7 Long-Forgotten, Once-Famous Tennis Tournaments

Dutch Open was an old, famous tennis tournament

Tennis is a sport that has been played since the 12th century in various shapes and forms. The game has evolved so much in this time. These days it’s considered to be one of the most financially rewarding and technologically advanced sports around.

While some of the most famous tournaments on a tennis calendar are truly iconic and have stood the test of time, many great tournaments have slowly descended from our memories. In this article, we shall take a look at such seven long-forgotten tennis tournaments.

The Eurocard Open: Forgotten Indoor Masters

The Eurocard Open was an ATP Masters event held in Stuttgart between 1990 and 2001 except for 1995. That year it was played twice, once in Stuttgart in February and then once again in October but this time at Essen. It was in the ATP Championship Series for its first six editions, ATP Super 9 event for the next four years and a Tennis Masters Series event for the last two years of its existence.

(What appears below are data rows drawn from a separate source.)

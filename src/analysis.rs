//! Analysis entry point.
//!
//! ```
//! use qif_rs::analysis::{analyze, Options};
//! use qif_rs::ast::ProgramBuilder;
//! use qif_rs::lattice::Sec;
//!
//! // h = input(h, 0b0u); output(l, h)
//! let mut b = ProgramBuilder::new();
//! let h = b.declare("h");
//! let o = b.declare("o");
//! let input = b.input(h, Sec::H, "0b0u").unwrap();
//! let read = b.var(h);
//! let output = b.output(o, Sec::L, read);
//! let program = b.finish(vec![input, output]);
//!
//! let result = analyze(&program, &Options::default()).unwrap();
//! assert_eq!(result.leakage(Sec::L).unwrap().bits, 1);
//! ```

use std::collections::BTreeMap;

use log::info;

use crate::ast::Program;
use crate::context::{CancellationToken, Context, DEFAULT_BIT_WIDTH};
use crate::dot::GraphSink;
use crate::error::{Error, Result};
use crate::handler::HandlerRegistry;
use crate::interpreter::{run_program, Progress};
use crate::lattice::{Sec, SecurityLattice};
use crate::leakage::{self, Leakage, LeakageCalculation};

/// Options of an analysis run.
#[derive(Debug, Clone, Eq, PartialEq)]
pub struct Options {
    pub lattice: SecurityLattice,
    /// Width of method parameters and of results without a natural width.
    pub bit_width: usize,
    /// Handler configuration, e.g. `handler=call_string;maxrec=2;bot=basic`.
    pub handler: String,
}

impl Default for Options {
    fn default() -> Self {
        Self {
            lattice: SecurityLattice::Basic,
            bit_width: DEFAULT_BIT_WIDTH,
            handler: "handler=basic".to_string(),
        }
    }
}

impl Options {
    pub fn with_lattice(mut self, lattice: SecurityLattice) -> Self {
        self.lattice = lattice;
        self
    }

    pub fn with_bit_width(mut self, bit_width: usize) -> Self {
        self.bit_width = bit_width;
        self
    }

    pub fn with_handler(mut self, handler: impl Into<String>) -> Self {
        self.handler = handler.into();
        self
    }
}

/// State after an analysis run.
#[derive(Debug)]
pub struct AnalysisResult {
    context: Context,
    progress: Progress,
}

impl AnalysisResult {
    pub fn context(&self) -> &Context {
        &self.context
    }

    pub fn into_context(self) -> Context {
        self.context
    }

    pub fn progress(&self) -> Progress {
        self.progress
    }

    /// Whether the run finished without cancellation.
    pub fn is_complete(&self) -> bool {
        self.progress == Progress::Completed
    }

    pub fn leakage(&self, level: Sec) -> Result<Leakage> {
        leakage::leakage(&self.context, level)
    }

    pub fn leakages(&self) -> Result<BTreeMap<Sec, u64>> {
        leakage::leakages(&self.context)
    }

    /// Computes the leakage to `level` and offers its rule graph to `sink`.
    pub fn leakage_with_graph(&self, level: Sec, sink: &mut dyn GraphSink) -> Result<Leakage> {
        let calculation = LeakageCalculation::new(&self.context, level)?;
        let leakage = calculation.compute();
        sink.emit(&format!("leakage_{}", level), &|| calculation.to_dot(&leakage.witness))?;
        Ok(leakage)
    }
}

/// Analyzes `program` with the default handler registry.
pub fn analyze(program: &Program, options: &Options) -> Result<AnalysisResult> {
    analyze_with(program, options, &HandlerRegistry::default(), CancellationToken::new())
}

/// Analyzes `program`, building the handler from `registry`. The run stops early once
/// `token` is cancelled.
pub fn analyze_with(
    program: &Program,
    options: &Options,
    registry: &HandlerRegistry,
    token: CancellationToken,
) -> Result<AnalysisResult> {
    if options.bit_width < 2 {
        return Err(Error::Unsupported(format!("bit width {} is below 2", options.bit_width)));
    }
    let mut handler = registry.parse(&options.handler)?;
    let mut context = Context::new(options.lattice, options.bit_width);
    context.set_cancellation_token(token);
    let progress = match handler.setup(&mut context, program) {
        Err(e) if e.is_cancelled() => Progress::Cancelled,
        Err(e) => return Err(e),
        Ok(()) => run_program(&mut context, program, handler.as_mut())?,
    };
    info!("analysis {:?}: {} bits created", progress, context.arena().len());
    Ok(AnalysisResult { context, progress })
}

#[cfg(test)]
mod tests {
    use super::*;
    use crate::ast::ProgramBuilder;
    use crate::dot::NullSink;

    use test_log::test;

    fn copy_program(lit: &str) -> Program {
        let mut b = ProgramBuilder::new();
        let h = b.declare("h");
        let o = b.declare("o");
        let input = b.input(h, Sec::H, lit).unwrap();
        let read = b.var(h);
        let output = b.output(o, Sec::L, read);
        b.finish(vec![input, output])
    }

    #[test]
    fn test_options() {
        let options = Options::default()
            .with_lattice(SecurityLattice::Diamond)
            .with_bit_width(8)
            .with_handler("handler=call_string");
        assert_eq!(options.lattice, SecurityLattice::Diamond);
        assert_eq!(options.bit_width, 8);
        assert_eq!(options.handler, "handler=call_string");
        assert_eq!(Options::default().bit_width, 32);
    }

    #[test]
    fn test_analyze() {
        let program = copy_program("0b0uu");
        let result = analyze(&program, &Options::default()).unwrap();
        assert!(result.is_complete());
        assert_eq!(result.leakage(Sec::L).unwrap().bits, 2);
        assert_eq!(result.leakages().unwrap(), BTreeMap::from([(Sec::L, 2), (Sec::H, 0)]));
        let leakage = result.leakage_with_graph(Sec::L, &mut NullSink).unwrap();
        assert_eq!(leakage.witness.len(), 2);
    }

    #[test]
    fn test_bad_handler() {
        let program = copy_program("0b0u");
        let options = Options::default().with_handler("handler=nothing");
        assert!(analyze(&program, &options).is_err());
        let options = Options::default().with_bit_width(1);
        assert!(matches!(analyze(&program, &options), Err(Error::Unsupported(_))));
    }

    #[test]
    fn test_cancelled_before_start() {
        let program = copy_program("0b0u");
        let token = CancellationToken::new();
        token.cancel();
        let result = analyze_with(&program, &Options::default(), &HandlerRegistry::default(), token).unwrap();
        assert_eq!(result.progress(), Progress::Cancelled);
        assert!(!result.is_complete());
    }
}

Many top players participated at the event over the years including Ivan Lendl, Goran Ivanišević, Boris Becker, Pete Sampras, Lleyton Hewitt and Tommy Haas. From 1990 to 1997 the tournament was played on the indoor carpets but from 1998 onwards it was changed to indoor hardcourts.

The tournament stuck with its best of five sets final format throughout its history. The tournament came to a stop once Becker retired and the influence of German tennis decreased on tour. It was eventually replaced by Madrid considering the growing powers of Spain in the circuit.

Tournoi de Quebec: Big Event in Small City

In what was the last event to be played on indoor carpet (read why they stopped playing tennis on carpet here), this event was a huge hit amongst the players over the years. Tournoi de Quebec was a WTA event held in Canada from 1993 to 2018.

Quebec as a city always hosted this Tier III event as if it was a huge deal. The crowds always filled the stadium and many emerging superstars played at the event. Venus Williams, Lindsay Devenport, Marion Bartoli and Maria Sharapova are just some of the big names to have played at the event.

But with time the crowds started getting smaller. The event used to be held in November and it was an ideal time for many players to get some extra points before the end of the season when the season was longer. But with the season getting shorter and most of the events at the same time happening in Asia, the event lost its sheen.

The event changed ownership three times and its dates were brought forward to September but to no avail. The tennis Canada has accepted that the event has no future beyond 2019.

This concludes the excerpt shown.